The recognition is well-deserved. Just months before arriving at St. John’s Law, Kelly was teaching social studies at John Dewey High School in Gravesend, Brooklyn. She loved the work, which she started right out of college as a Teach for America (TFA) corps member. After fulfilling her two-year commitment to TFA, Kelly stayed on for another two years and excelled as an educator. She helped to launch the school’s law academy and mock trial team and created electives focused on multi-culturalism in America.
Her teaching experiences reignited Kelly’s longtime dream of becoming a lawyer. “Being a black woman, coming from a working-class background, working my way through college, I always saw something inherently wrong and unfair with the way our country is built,” she says. “I want to address that wrongness and bridge the cracks that I recognize in my students, in my parents, and in myself. The truest way I can do that is to use the same weapon that has historically been wielded and codified against communities like mine: the law.”
It was a fellow TFA alumna and co-worker, Brittany Clark ‘22, who encouraged Kelly to apply to St. John’s Law. “I remember visiting campus and genuinely feeling that the Law School fit my personality and where I was at in my life,” Kelly shares. “When I got my admissions letter and saw that Assistant Dean Alicia Meehan wrote a nice little note about my personal statement mentioning that she is a TFA alum, it came full circle for me.”
Looking forward to her 2L year, Kelly is eager to explore a variety of courses and co-curricular offerings.

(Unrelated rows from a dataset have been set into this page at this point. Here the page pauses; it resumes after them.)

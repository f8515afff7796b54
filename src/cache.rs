//! Memo table for Collatz chain lengths.
//!
//! Keys are any value reached by a Collatz walk, not only the starts the
//! driver asks about. Every stored length is final: entries are never removed
//! and never rewritten with a different length.
//!
//! # Iteration Order
//! Entries iterate in insertion order. The driver relies on this to report
//! the first-inserted start when several share the longest chain.

use crate::{ChainLength, ChainRecord, Value};
use indexmap::IndexMap;

/// Insertion-ordered map from a sequence value to its chain length.
#[derive(Debug, Clone, PartialEq, Eq)]
pub struct ChainCache {
    entries: IndexMap<Value, ChainLength>,
}

impl ChainCache {
    /// A cache seeded with the base case `1 -> 1`.
    pub fn new() -> Self {
        Self::with_capacity(1)
    }

    /// A seeded cache with room for `capacity` entries.
    pub fn with_capacity(capacity: usize) -> Self {
        let mut entries = IndexMap::with_capacity(capacity.max(1));
        entries.insert(1, 1);
        Self { entries }
    }

    /// A cache holding nothing, not even the base case.
    pub fn unseeded() -> Self {
        Self {
            entries: IndexMap::new(),
        }
    }

    pub fn get(&self, value: Value) -> Option<ChainLength> {
        self.entries.get(&value).copied()
    }

    pub fn contains(&self, value: Value) -> bool {
        self.entries.contains_key(&value)
    }

    pub fn len(&self) -> usize {
        self.entries.len()
    }

    pub fn is_empty(&self) -> bool {
        self.entries.is_empty()
    }

    /// Entries in the order they were recorded.
    pub fn iter(&self) -> impl Iterator<Item = (Value, ChainLength)> + '_ {
        self.entries.iter().map(|(&value, &length)| (value, length))
    }

    /// Store a computed length. A value that is already present keeps its
    /// original entry and position.
    pub(crate) fn record(&mut self, value: Value, length: ChainLength) {
        let stored = *self.entries.entry(value).or_insert(length);
        debug_assert_eq!(
            stored, length,
            "chain length for {} recorded twice with different values",
            value
        );
    }

    /// The first entry, in insertion order, holding the maximum length.
    pub fn longest(&self) -> Option<ChainRecord> {
        let mut best: Option<ChainRecord> = None;
        for (start, length) in self.iter() {
            match best {
                Some(ref record) if record.length >= length => {}
                _ => best = Some(ChainRecord { start, length }),
            }
        }
        best
    }
}

impl Default for ChainCache {
    fn default() -> Self {
        Self::new()
    }
}

#[cfg(test)]
mod tests {
    use super::*;

    #[test]
    fn new_cache_holds_only_the_base_case() {
        let cache = ChainCache::new();
        assert_eq!(cache.len(), 1);
        assert_eq!(cache.get(1), Some(1));
        assert!(!cache.contains(2));
    }

    #[test]
    fn unseeded_cache_is_empty() {
        let cache = ChainCache::unseeded();
        assert!(cache.is_empty());
        assert_eq!(cache.longest(), None);
    }

    #[test]
    fn record_keeps_first_position() {
        let mut cache = ChainCache::new();
        cache.record(2, 2);
        cache.record(4, 3);
        cache.record(2, 2);
        let keys: Vec<Value> = cache.iter().map(|(k, _)| k).collect();
        assert_eq!(keys, vec![1, 2, 4]);
    }

    #[test]
    fn longest_prefers_first_inserted_on_ties() {
        let mut cache = ChainCache::new();
        cache.record(13, 10);
        cache.record(12, 10);
        cache.record(3, 8);
        assert_eq!(
            cache.longest(),
            Some(ChainRecord {
                start: 13,
                length: 10
            })
        );
    }
}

“International law and human rights are areas of law that really pique my interest,” she says. "I’m also very excited to be a part of the Refugee and Immigrant Rights Clinic, and hope to take the Race and Gender course and participate In the Glasgow summer exchange program.”
Kelly appreciates that the C. Bainbridge Smith Scholarship will help her meet her educational goals. “I don’t have other lawyers in my family, so there's no pathway or blueprint for me to follow,” she explains. “Hopefully, I’ll get to be that for someone else in the future, and this generous scholarship signals to me that I’m moving in the right direction. It's an honor to be recognized.”